PROBLEM REQUIREMENTS -
Print, in exact form, the lines below from the one containing "ordinal cluster id." through the one containing "let k = self.k.max(1).min(n);", and omit all others.

++++++++

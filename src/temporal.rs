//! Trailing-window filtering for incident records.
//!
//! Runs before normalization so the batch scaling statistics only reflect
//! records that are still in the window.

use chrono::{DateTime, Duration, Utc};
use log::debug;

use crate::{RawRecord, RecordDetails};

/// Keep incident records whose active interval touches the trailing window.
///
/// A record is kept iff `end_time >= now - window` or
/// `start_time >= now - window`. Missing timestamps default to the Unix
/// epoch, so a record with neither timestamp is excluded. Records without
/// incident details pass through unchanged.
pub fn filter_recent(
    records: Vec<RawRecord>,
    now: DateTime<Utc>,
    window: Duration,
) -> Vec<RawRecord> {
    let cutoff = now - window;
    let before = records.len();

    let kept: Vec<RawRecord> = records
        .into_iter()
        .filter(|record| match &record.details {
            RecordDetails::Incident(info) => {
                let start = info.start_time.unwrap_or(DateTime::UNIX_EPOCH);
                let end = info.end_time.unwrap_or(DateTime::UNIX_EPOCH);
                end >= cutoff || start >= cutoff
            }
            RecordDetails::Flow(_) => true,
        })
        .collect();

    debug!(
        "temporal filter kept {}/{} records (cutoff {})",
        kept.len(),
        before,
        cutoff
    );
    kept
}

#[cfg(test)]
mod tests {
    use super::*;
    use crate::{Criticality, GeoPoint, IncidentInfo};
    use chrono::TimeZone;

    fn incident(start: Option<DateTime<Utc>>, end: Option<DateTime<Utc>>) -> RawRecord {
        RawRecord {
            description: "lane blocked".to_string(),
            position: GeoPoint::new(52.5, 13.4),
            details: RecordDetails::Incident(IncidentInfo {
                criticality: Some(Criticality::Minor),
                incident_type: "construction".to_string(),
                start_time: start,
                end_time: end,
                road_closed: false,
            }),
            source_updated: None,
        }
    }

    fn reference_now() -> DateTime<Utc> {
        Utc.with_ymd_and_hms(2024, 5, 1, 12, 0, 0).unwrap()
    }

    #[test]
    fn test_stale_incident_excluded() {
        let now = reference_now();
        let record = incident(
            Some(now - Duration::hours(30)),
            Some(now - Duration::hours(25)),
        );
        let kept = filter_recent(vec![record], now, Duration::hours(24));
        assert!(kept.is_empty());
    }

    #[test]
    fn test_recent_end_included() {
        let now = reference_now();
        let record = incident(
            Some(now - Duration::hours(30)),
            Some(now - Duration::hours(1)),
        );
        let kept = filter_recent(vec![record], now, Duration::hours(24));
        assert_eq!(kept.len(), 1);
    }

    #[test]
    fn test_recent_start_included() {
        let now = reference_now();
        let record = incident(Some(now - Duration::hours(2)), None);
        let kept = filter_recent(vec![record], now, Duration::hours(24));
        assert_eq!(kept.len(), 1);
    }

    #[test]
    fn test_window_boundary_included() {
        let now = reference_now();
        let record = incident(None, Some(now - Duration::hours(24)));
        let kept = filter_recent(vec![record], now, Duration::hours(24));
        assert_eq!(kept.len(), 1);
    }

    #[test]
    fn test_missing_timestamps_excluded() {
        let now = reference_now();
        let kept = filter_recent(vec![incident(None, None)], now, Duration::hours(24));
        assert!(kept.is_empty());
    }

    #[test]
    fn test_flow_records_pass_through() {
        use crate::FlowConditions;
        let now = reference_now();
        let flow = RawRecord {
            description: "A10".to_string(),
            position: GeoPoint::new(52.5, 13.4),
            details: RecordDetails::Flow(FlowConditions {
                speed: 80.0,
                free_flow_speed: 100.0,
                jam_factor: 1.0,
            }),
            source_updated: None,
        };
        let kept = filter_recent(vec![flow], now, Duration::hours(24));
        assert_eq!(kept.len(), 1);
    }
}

++++++++

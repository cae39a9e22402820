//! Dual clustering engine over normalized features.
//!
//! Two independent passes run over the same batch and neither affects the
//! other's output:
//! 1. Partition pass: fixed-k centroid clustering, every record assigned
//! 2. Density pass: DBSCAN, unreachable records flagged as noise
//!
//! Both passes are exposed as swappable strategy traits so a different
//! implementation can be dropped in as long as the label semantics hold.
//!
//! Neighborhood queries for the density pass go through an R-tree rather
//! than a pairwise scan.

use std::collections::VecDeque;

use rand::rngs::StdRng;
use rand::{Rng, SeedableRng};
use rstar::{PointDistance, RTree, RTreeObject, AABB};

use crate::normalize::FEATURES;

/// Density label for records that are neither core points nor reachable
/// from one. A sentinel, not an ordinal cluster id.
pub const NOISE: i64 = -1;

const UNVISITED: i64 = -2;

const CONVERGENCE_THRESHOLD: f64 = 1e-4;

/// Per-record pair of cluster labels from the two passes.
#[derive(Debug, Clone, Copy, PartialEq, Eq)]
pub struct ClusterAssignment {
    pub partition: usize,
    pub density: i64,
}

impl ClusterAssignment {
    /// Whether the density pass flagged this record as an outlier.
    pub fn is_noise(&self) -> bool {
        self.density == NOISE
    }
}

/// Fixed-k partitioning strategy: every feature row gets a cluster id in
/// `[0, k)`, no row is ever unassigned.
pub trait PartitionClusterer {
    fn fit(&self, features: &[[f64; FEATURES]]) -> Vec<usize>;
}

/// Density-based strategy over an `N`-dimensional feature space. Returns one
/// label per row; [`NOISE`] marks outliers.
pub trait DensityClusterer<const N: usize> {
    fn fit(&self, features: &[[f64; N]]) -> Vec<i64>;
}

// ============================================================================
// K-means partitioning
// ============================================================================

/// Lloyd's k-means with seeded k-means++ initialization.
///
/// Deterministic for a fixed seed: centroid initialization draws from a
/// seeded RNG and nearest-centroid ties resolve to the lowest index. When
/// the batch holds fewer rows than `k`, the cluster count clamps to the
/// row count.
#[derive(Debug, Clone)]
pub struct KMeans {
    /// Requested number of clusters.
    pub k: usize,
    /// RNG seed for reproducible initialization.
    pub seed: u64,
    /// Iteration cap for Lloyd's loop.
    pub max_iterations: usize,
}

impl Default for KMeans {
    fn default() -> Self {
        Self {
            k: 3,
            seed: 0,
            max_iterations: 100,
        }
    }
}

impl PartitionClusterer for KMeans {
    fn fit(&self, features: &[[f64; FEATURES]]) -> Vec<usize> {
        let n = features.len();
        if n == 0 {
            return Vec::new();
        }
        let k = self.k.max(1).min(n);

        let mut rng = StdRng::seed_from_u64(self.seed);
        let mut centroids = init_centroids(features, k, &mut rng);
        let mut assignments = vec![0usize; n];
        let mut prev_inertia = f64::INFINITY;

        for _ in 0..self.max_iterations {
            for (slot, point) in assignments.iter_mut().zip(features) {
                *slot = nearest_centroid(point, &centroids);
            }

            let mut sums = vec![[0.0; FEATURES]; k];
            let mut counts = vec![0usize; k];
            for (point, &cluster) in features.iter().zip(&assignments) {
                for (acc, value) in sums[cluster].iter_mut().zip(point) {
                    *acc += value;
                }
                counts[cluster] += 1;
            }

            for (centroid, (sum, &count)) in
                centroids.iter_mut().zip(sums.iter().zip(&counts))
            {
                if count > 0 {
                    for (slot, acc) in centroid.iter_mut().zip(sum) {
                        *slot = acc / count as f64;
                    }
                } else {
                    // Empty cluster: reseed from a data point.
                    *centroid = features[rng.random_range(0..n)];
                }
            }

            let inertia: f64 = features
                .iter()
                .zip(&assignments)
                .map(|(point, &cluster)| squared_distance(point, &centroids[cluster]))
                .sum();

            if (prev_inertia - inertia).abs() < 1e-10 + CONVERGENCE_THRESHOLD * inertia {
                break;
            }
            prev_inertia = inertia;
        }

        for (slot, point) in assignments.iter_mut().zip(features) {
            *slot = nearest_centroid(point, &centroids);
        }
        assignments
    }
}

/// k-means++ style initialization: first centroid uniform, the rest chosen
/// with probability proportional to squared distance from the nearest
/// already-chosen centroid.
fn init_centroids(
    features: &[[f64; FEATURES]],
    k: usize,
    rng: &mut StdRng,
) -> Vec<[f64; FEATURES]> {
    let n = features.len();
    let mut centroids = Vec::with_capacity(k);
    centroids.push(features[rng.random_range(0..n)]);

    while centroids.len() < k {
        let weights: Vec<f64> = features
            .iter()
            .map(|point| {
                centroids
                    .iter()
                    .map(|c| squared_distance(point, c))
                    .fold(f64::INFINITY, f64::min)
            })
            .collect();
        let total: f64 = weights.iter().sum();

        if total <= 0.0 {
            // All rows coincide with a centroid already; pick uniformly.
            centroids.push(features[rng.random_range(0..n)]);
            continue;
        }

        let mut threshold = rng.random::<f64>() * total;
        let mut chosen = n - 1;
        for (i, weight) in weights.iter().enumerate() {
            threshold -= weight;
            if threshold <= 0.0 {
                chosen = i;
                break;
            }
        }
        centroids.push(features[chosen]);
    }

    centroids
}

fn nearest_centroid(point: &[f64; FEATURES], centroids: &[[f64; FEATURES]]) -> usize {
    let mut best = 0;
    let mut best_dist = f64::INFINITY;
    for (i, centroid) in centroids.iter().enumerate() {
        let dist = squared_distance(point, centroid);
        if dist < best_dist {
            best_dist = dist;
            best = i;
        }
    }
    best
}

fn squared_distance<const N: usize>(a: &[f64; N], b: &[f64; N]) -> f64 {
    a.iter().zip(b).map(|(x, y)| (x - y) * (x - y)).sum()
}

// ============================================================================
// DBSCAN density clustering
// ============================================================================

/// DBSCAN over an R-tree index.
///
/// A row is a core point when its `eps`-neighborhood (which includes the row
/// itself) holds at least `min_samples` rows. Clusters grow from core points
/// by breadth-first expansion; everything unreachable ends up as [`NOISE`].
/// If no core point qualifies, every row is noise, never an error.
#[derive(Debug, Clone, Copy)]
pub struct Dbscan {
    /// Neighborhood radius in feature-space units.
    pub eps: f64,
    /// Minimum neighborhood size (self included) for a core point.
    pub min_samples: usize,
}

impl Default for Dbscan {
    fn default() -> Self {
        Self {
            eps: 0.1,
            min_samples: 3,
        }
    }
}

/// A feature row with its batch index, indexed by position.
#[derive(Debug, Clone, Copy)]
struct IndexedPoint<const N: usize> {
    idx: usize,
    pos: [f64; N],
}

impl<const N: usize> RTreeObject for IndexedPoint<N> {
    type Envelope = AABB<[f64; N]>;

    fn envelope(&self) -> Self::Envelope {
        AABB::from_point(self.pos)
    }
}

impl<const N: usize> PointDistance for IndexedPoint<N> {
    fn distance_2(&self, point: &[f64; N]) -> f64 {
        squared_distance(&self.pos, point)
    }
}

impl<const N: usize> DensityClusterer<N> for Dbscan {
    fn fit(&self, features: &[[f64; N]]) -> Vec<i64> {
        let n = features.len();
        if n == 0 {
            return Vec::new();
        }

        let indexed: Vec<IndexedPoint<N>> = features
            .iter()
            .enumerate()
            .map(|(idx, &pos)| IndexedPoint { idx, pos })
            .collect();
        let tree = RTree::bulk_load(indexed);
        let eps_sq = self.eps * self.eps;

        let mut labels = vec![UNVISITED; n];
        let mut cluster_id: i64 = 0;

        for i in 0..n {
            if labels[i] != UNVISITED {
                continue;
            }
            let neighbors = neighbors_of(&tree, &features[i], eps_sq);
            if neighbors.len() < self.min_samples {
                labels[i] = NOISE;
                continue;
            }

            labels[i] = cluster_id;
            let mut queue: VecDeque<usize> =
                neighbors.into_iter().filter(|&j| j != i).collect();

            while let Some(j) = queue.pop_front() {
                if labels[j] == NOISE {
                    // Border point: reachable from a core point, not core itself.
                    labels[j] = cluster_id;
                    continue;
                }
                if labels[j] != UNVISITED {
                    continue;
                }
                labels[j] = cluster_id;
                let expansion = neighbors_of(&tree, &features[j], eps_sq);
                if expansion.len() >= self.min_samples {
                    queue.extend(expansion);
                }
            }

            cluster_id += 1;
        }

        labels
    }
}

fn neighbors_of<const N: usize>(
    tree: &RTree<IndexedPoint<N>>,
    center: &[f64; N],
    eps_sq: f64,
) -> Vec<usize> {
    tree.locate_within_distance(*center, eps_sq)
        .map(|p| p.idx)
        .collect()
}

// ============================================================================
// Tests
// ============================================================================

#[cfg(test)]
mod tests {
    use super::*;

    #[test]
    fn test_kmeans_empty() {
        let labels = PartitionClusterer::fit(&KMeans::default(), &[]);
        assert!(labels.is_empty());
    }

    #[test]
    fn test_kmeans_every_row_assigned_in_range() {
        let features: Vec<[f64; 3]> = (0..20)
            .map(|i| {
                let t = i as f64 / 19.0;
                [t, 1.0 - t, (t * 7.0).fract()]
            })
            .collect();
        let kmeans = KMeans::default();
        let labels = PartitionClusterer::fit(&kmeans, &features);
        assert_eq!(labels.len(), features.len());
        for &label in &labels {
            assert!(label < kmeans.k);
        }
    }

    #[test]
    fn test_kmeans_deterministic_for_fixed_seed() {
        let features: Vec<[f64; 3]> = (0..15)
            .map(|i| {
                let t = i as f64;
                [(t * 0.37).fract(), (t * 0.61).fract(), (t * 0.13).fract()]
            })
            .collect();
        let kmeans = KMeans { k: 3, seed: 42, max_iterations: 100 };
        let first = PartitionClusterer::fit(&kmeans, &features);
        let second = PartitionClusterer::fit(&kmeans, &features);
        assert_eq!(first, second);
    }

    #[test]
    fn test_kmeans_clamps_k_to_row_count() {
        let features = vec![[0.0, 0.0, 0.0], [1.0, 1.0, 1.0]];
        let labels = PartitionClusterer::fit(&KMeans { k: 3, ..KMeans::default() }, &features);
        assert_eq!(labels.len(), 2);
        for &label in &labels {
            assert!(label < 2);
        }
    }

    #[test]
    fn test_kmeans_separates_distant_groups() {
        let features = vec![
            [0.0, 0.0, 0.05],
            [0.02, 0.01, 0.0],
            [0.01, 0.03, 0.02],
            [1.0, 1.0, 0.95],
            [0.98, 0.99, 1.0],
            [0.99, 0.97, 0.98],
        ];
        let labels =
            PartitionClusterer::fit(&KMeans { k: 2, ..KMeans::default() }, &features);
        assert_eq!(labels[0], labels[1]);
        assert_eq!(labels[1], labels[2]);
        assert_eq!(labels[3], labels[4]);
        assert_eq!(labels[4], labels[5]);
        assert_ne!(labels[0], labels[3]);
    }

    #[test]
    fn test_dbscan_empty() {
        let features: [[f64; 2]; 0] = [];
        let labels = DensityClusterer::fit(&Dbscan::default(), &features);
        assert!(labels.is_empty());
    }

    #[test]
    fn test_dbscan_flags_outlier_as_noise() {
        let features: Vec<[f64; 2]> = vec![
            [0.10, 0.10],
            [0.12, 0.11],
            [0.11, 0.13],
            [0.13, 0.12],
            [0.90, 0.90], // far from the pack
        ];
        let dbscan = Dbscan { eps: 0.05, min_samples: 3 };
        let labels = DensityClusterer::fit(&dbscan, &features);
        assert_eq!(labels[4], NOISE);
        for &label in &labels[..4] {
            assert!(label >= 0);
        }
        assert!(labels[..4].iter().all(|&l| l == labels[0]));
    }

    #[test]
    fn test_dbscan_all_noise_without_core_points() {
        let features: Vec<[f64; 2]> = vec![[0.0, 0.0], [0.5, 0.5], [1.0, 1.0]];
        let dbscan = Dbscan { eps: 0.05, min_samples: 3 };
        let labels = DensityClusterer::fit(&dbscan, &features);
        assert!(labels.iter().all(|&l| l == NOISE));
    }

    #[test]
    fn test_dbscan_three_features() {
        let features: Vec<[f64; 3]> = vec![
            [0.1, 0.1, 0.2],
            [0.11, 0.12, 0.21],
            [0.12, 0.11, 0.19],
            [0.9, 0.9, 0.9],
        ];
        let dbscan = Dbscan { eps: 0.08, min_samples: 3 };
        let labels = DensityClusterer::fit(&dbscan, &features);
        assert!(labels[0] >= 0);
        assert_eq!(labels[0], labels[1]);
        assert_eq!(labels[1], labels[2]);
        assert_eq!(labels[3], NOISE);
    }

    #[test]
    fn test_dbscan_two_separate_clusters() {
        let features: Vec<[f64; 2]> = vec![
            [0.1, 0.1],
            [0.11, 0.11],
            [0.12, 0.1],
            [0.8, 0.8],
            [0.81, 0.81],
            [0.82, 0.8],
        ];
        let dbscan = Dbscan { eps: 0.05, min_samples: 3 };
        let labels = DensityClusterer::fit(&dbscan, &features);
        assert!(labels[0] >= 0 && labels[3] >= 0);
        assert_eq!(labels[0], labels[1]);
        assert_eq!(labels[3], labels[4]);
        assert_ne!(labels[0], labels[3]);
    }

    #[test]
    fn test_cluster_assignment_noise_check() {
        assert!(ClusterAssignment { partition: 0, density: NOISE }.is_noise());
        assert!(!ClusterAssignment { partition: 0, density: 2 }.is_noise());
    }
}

++++++++

FINISHED TASK -
/// from one. A sentinel, not an ordinal cluster id.
pub const NOISE: i64 = -1;

const UNVISITED: i64 = -2;

const CONVERGENCE_THRESHOLD: f64 = 1e-4;

/// Per-record pair of cluster labels from the two passes.
#[derive(Debug, Clone, Copy, PartialEq, Eq)]
pub struct ClusterAssignment {
    pub partition: usize,
    pub density: i64,
}

impl ClusterAssignment {
    /// Whether the density pass flagged this record as an outlier.
    pub fn is_noise(&self) -> bool {
        self.density == NOISE
    }
}

/// Fixed-k partitioning strategy: every feature row gets a cluster id in
/// `[0, k)`, no row is ever unassigned.
pub trait PartitionClusterer {
    fn fit(&self, features: &[[f64; FEATURES]]) -> Vec<usize>;
}

/// Density-based strategy over an `N`-dimensional feature space. Returns one
/// label per row; [`NOISE`] marks outliers.
pub trait DensityClusterer<const N: usize> {
    fn fit(&self, features: &[[f64; N]]) -> Vec<i64>;
}

// ============================================================================
// K-means partitioning
// ============================================================================

/// Lloyd's k-means with seeded k-means++ initialization.
///
/// Deterministic for a fixed seed: centroid initialization draws from a
/// seeded RNG and nearest-centroid ties resolve to the lowest index. When
/// the batch holds fewer rows than `k`, the cluster count clamps to the
/// row count.
#[derive(Debug, Clone)]
pub struct KMeans {
    /// Requested number of clusters.
    pub k: usize,
    /// RNG seed for reproducible initialization.
    pub seed: u64,
    /// Iteration cap for Lloyd's loop.
    pub max_iterations: usize,
}

impl Default for KMeans {
    fn default() -> Self {
        Self {
            k: 3,
            seed: 0,
            max_iterations: 100,
        }
    }
}

impl PartitionClusterer for KMeans {
    fn fit(&self, features: &[[f64; FEATURES]]) -> Vec<usize> {
        let n = features.len();
        if n == 0 {
            return Vec::new();
        }
        let k = self.k.max(1).min(n);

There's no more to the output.